Lobos esteparios que
cazamos en manada y degustamos en solitario la pieza que nos toca. Cada quien
ha escalado en el oficio como el destino se lo plantó sin recovecos, aunque
también cada quien sabe de qué naturaleza ha sido ese camino como el que
transitó René.
De apellidos
Hernández Cueto y conocido por su don de gentes, un gran ser humano que se fue
sin avisar como aquellos colegas que en el trágico periodo inacabado de la
pandemia del coronavirus expiraron sin la cercanía de quienes fuimos sus
compañeros de fuente y mil correrías periodísticas.
Usted, lo he dicho,
no tiene obligación de saber quiénes somos los reporteros y las reporteras. Tal
vez conozca a algunos apellidos famosos, respetables y perseguidos hoy por la
bárbara Santa Inquisición que quiere a los malditos periodistas en la hoguera.
Disculpe, no es momento para aludir a la política. Mañana
será otro día; mañana sin duda habrá nota y los periodistas, los reporteros que
hoy lloramos sin recato la partida de uno de los nuestros, mañana nos
encontraremos de frente con la noticia y se la haremos saber puntualmente.
A mis compañeras
reporteras y mis compañeros reporteros mi admiración y respeto por siempre.

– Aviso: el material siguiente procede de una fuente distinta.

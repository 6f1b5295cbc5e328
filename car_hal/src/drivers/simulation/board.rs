//! Shared pin state of the simulated board.

use parking_lot::Mutex;
use std::collections::HashMap;
use std::sync::Arc;
use tracing::{debug, trace};

#[derive(Debug, Default)]
struct BoardState {
    /// Logical input state per pin, `true` = pressed.
    inputs: HashMap<u16, bool>,
    /// Last driven level per output pin.
    outputs: HashMap<u16, bool>,
}

/// Cloneable handle to the simulated pins.
///
/// Every clone observes the same state: the driver hands port handles to
/// the components while tests keep a clone to press buttons and inspect
/// LEDs.
#[derive(Debug, Clone, Default)]
pub struct SimulatedBoard {
    state: Arc<Mutex<BoardState>>,
}

impl SimulatedBoard {
    /// Empty board, every input released and no output claimed.
    pub fn new() -> Self {
        Self::default()
    }

    /// Set the logical state of an input pin.
    pub fn set_pressed(&self, pin: u16, pressed: bool) {
        let previous = self.state.lock().inputs.insert(pin, pressed);
        if previous != Some(pressed) {
            debug!("Simulated pin {} {}", pin, if pressed { "pressed" } else { "released" });
        }
    }

    /// Press the button on `pin`.
    pub fn press(&self, pin: u16) {
        self.set_pressed(pin, true);
    }

    /// Release the button on `pin`.
    pub fn release(&self, pin: u16) {
        self.set_pressed(pin, false);
    }

    /// Logical state of an input pin; unknown pins read released.
    pub fn is_pressed(&self, pin: u16) -> bool {
        self.state.lock().inputs.get(&pin).copied().unwrap_or(false)
    }

    /// Level last driven on an output pin, `None` if never claimed.
    pub fn output(&self, pin: u16) -> Option<bool> {
        self.state.lock().outputs.get(&pin).copied()
    }

    pub(super) fn claim_input(&self, pin: u16) {
        self.state.lock().inputs.entry(pin).or_insert(false);
    }

    pub(super) fn drive(&self, pin: u16, on: bool) {
        let previous = self.state.lock().outputs.insert(pin, on);
        if previous != Some(on) {
            trace!("Simulated output {} -> {}", pin, on);
        }
    }
}

#[cfg(test)]
mod tests {
    use super::*;

    #[test]
    fn clones_share_state() {
        let board = SimulatedBoard::new();
        let other = board.clone();

        assert!(!other.is_pressed(4));
        board.press(4);
        assert!(other.is_pressed(4));
        other.release(4);
        assert!(!board.is_pressed(4));
    }

    #[test]
    fn outputs_unknown_until_driven() {
        let board = SimulatedBoard::new();
        assert_eq!(board.output(24), None);
        board.drive(24, true);
        assert_eq!(board.output(24), Some(true));
    }
}
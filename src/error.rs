use std::io;

use thiserror::Error;

/// Failure to turn a raw command into argv. Terminal for the session.
#[derive(Error, Debug)]
pub enum ComposeError {
    #[error("failed to construct shell command from {shell:?}: {reason}")]
    Lex { shell: String, reason: String },

    #[error("shell command {0:?} contains no program")]
    EmptyShell(String),

    #[error("failed to encode command {0:?}: it contains a NUL character")]
    Encoding(String),
}

/// A native call failed while starting the program. Terminal for the session.
#[derive(Error, Debug)]
#[error("{op}: {source}")]
pub struct LaunchError {
    pub op: &'static str,
    #[source]
    pub source: io::Error,
}

impl LaunchError {
    pub fn new(op: &'static str, source: io::Error) -> Self {
        Self { op, source }
    }

    /// Wraps the calling thread's last OS error.
    pub fn last_os_error(op: &'static str) -> Self {
        Self::new(op, io::Error::last_os_error())
    }
}

/// Relay or wait fault once the program runs. Logged, never fatal.
#[derive(Error, Debug)]
pub enum RuntimeError {
    #[error("relay {direction} failed: {source}")]
    Relay {
        direction: &'static str,
        #[source]
        source: io::Error,
    },

    #[error("waiting for process failed: {0}")]
    Wait(#[source] io::Error),
}

#[derive(Error, Debug)]
#[error("failed to deliver {signal} to process {pid}: {source}")]
pub struct SignalDeliveryError {
    pub signal: &'static str,
    pub pid: u32,
    #[source]
    pub source: io::Error,
}

#[derive(Error, Debug)]
pub enum ResizeError {
    #[error("window size {width}x{height} out of range")]
    OutOfRange { width: u32, height: u32 },

    #[error("resize is not supported without a terminal")]
    Unsupported,

    #[error("resize failed: {0}")]
    Io(#[from] io::Error),
}

#[derive(Error, Debug)]
pub enum BridgeError {
    #[error(transparent)]
    Compose(#[from] ComposeError),

    #[error(transparent)]
    Launch(#[from] LaunchError),

    #[error(transparent)]
    Runtime(#[from] RuntimeError),

    #[error(transparent)]
    SignalDelivery(#[from] SignalDeliveryError),

    #[error(transparent)]
    Resize(#[from] ResizeError),

    #[error("connection closed before launch")]
    Cancelled,

    #[error("Configuration error: {0}")]
    Configuration(String),
}

pub type Result<T> = std::result::Result<T, BridgeError>;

Ayer nos compartíamos la nota informativa; los tiempos nos volvieron celosos y
caímos en ese extremo de cuestionar al vecino y no respetar la máxima de perro
no come perro.
¿Por qué no volver a
esos tiempos y ser así de sensibles como hoy nos pesca desnudos en nuestros
sentimientos la partida de uno de los nuestros, especial porque se ganó el
espacio?
Y a usted, que me
hace el favor de leerme, hoy, disculpe, es momento de llorar a nuestro querido
René Hernández Cueto. Te adelantaste mi’jo. Caray.